2005 was not the first season.


----------



## ZackF (Nov 25, 2013)

A fun show. Haven't seen much of the 2k+ ones but was a raving 4th and 5th doctor fan back in the day.


----------



## JM (Nov 25, 2013)

Sorry, SERIES one....2005. SERIES 1 started in 2005. 

Sent from my iPhone using Tapatalk


----------



## jandrusk (Nov 25, 2013)

I just watched the very first episode of the original 1963 version. I"m planning on running the gauntlet through all of them. Got tired of DS9 and the irritating Ferengi.


----------



## AndrewOfCymru (Nov 25, 2013)

I first started watching when the 3rd and 4th doctors were on. Over the following years it was hit and miss until the 9th doctor and I have been watching pretty much since. Being from the UK, it was pretty much mandatory watching as far as I could tell.


----------



## Unoriginalname (Nov 25, 2013)

I initially enjoyed the rebooted series, but I found the entire Matt Smith series to be irritating and stopped watching after a couple episodes. I feel like it got too preachy (normalizing homosexuality, which existed in the entire reboot) and too interconnected (every episode needed to be a part of an arc even when the arc contradicted previous story lines).


----------



## Southern Presbyterian (Nov 25, 2013)

Maybe this will answer your inquiry. Until this evening, this was may banner photo on Facebook:


----------



## Quatchu (Nov 26, 2013)

Just got home from seeing the Anniversary special in the theater. Wrote with my Tardis cookie jar on my desk next to me.


----------



## Piano Hero (Nov 26, 2013)

I'm a big fan of every NewWho season up until this latest one. I haven't seen any episodes from the last season, so a few things about the 50th Anniversary episode confused me (I had no idea who John Hurt's character was supposed to be, until I did a bit of research). But pre-Clara, I love it.


----------



## ReformedBaptist (Nov 26, 2013)

Spoilers!! Lol


----------



## jambo (Nov 26, 2013)

I remember watching the very first episode the day after Kennedy was killed. The following week the BBC repeated the episode and showed the 2nd episode straight after. From at point on after Dr Who finished I always hoped they would then show another straight after, which of course they never did.

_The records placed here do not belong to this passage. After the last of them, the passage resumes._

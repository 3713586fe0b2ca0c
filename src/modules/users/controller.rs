use crate::middleware::auth::CurrentPrincipal;
use crate::modules::session::controller::ErrorResponse;
use crate::modules::users::service::UserService;
use crate::state::AppState;
use crate::validator::{ValidatedJson, ValidatedPath};
use axum::{
    Json,
    extract::State,
    http::StatusCode,
};
use tracing::instrument;
use usergate_auth::Capability;
use usergate_core::AppError;
use usergate_models::{CreateUserDto, UpdateUserDto, UserResponse};

/// Register a new user
#[utoipa::path(
    post,
    path = "/users",
    request_body = CreateUserDto,
    responses(
        (status = 201, description = "User created successfully", body = UserResponse),
        (status = 400, description = "Invalid body or email already registered", body = ErrorResponse),
        (status = 500, description = "Internal server error", body = ErrorResponse)
    ),
    tag = "Users"
)]
#[instrument(skip_all, fields(email = %dto.email))]
pub async fn create_user(
    State(state): State<AppState>,
    ValidatedJson(dto): ValidatedJson<CreateUserDto>,
) -> Result<(StatusCode, Json<UserResponse>), AppError> {
    let user = UserService::register(state.users.as_ref(), state.roles.as_ref(), dto).await?;
    Ok((StatusCode::CREATED, Json(user.into())))
}

/// Get a user profile (owner or admin)
#[utoipa::path(
    get,
    path = "/users/{id}",
    params(
        ("id" = i64, Path, description = "User ID")
    ),
    responses(
        (status = 200, description = "User profile", body = UserResponse),
        (status = 400, description = "Malformed user id", body = ErrorResponse),
        (status = 401, description = "Unauthorized - missing or invalid token", body = ErrorResponse),
        (status = 403, description = "Forbidden - not the owner and not an admin", body = ErrorResponse),
        (status = 404, description = "User not found", body = ErrorResponse)
    ),
    security(
        ("bearer_auth" = [])
    ),
    tag = "Users"
)]
#[instrument(skip(state, principal, id))]
pub async fn get_user(
    State(state): State<AppState>,
    principal: CurrentPrincipal,
    id: Result<ValidatedPath<i64>, AppError>,
) -> Result<Json<UserResponse>, AppError> {
    principal.require()?;
    let ValidatedPath(id) = id?;
    principal.authorize(id, Capability::SelfOrAdmin)?;

    let user = UserService::get_user(state.users.as_ref(), id).await?;
    Ok(Json(user.into()))
}

/// Update your own name and password
#[utoipa::path(
    patch,
    path = "/users/{id}",
    params(
        ("id" = i64, Path, description = "User ID")
    ),
    request_body = UpdateUserDto,
    responses(
        (status = 200, description = "User updated", body = UserResponse),
        (status = 400, description = "Invalid body or malformed user id", body = ErrorResponse),
        (status = 401, description = "Unauthorized - missing or invalid token", body = ErrorResponse),
        (status = 403, description = "Forbidden - not the owner", body = ErrorResponse)
    ),
    security(
        ("bearer_auth" = [])
    ),
    tag = "Users"
)]
#[instrument(skip(state, principal, id, dto))]
pub async fn update_user(
    State(state): State<AppState>,
    principal: CurrentPrincipal,
    id: Result<ValidatedPath<i64>, AppError>,
    ValidatedJson(dto): ValidatedJson<UpdateUserDto>,
) -> Result<Json<UserResponse>, AppError> {
    principal.require()?;
    let ValidatedPath(id) = id?;
    principal.authorize(id, Capability::SelfOnly)?;

    let user = UserService::update_user(state.users.as_ref(), id, dto).await?;
    Ok(Json(user.into()))
}

/// Delete a user (admin only)
#[utoipa::path(
    delete,
    path = "/users/{id}",
    params(
        ("id" = i64, Path, description = "User ID")
    ),
    responses(
        (status = 204, description = "User deleted"),
        (status = 400, description = "Malformed user id", body = ErrorResponse),
        (status = 401, description = "Unauthorized - missing or invalid token", body = ErrorResponse),
        (status = 403, description = "Forbidden - administrator role required", body = ErrorResponse),
        (status = 404, description = "User not found", body = ErrorResponse)
    ),
    security(
        ("bearer_auth" = [])
    ),
    tag = "Users"
)]
#[instrument(skip(state, principal, id))]
pub async fn delete_user(
    State(state): State<AppState>,
    principal: CurrentPrincipal,
    id: Result<ValidatedPath<i64>, AppError>,
) -> Result<StatusCode, AppError> {
    principal.require()?;
    let ValidatedPath(id) = id?;
    principal.authorize(id, Capability::AdminOnly)?;

    UserService::delete_user(state.users.as_ref(), id).await?;
    Ok(StatusCode::NO_CONTENT)
}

I remember William Hartnell, Patrick Troughton and Jon Pertwee very well. When Tom Baker became the new doctor I was that bit older and had other things to do on Saturday nights I just drifted away and haven't even seen it since.

Like most children we were all scared of the Daleks which amazes me now. How could you have been frightened of something that couldn't go upstairs, only had one eye so as long as you were behind it or to the side you were ok. In the innocence of childhood and the special effects of those days, these things didn't even occur to you.


----------



## JP Wallace (Nov 26, 2013)

jambo said:


> I remember William Hartnell, Patrick Troughton and Jon Pertwee very well.



John Pertwee was my first doctor! Though I have hardly ever watched it much - my older kids started to watch last year so I started again- I must admit I rather like it.


----------



## iainduguid (Nov 26, 2013)

JP Wallace said:


> jambo said:
> 
> 
> > I remember William Hartnell, Patrick Troughton and Jon Pertwee very well.
> ...



Reformed Trivia Note:
I had the privilege of staying last year with Mark Troughton, son of the second doctor, who is the pastor of York Evangelical Church in England. They have a fine ministry there.


----------



## JP Wallace (Nov 26, 2013)

That's a great bit of trivia Iain!


----------



## Mindaboo (Nov 26, 2013)

I am not a fan of Dr. Who. As a matter of fact it drives me nuts. I just can't get into it. All four of my kids are big fans, but I honestly don't get it. They have Dr. Who shirts, sonic screw drivers, etc. 

TV puts me to sleep...literally.


----------



## Philip (Nov 26, 2013)

I've seen most of the rebooted series. I want to watch more of the classic, though. Particularly with Puddglegl . . . I mean Tom Baker.


----------



## Logan (Nov 26, 2013)

I guess I am indeed a Whovian. I started on the new series (2005) but went back and watched all of the 4th, 5th, 6th, and 7th doctors and most of the first.

I really liked Eccleston. I'm always surprised that more people didn't like him, he was edgy with a dark side, and always putting on a smiling face even when it was clear he was hiding much of his past. I enjoyed the dynamic nature Tenant had but his pacifism really started to grate on me (I mean, the Master, has destroyed planets, killed millions, and is doing the same with Earth, and the Doctor is conflicted as to whether he should shoot him and save the planet?).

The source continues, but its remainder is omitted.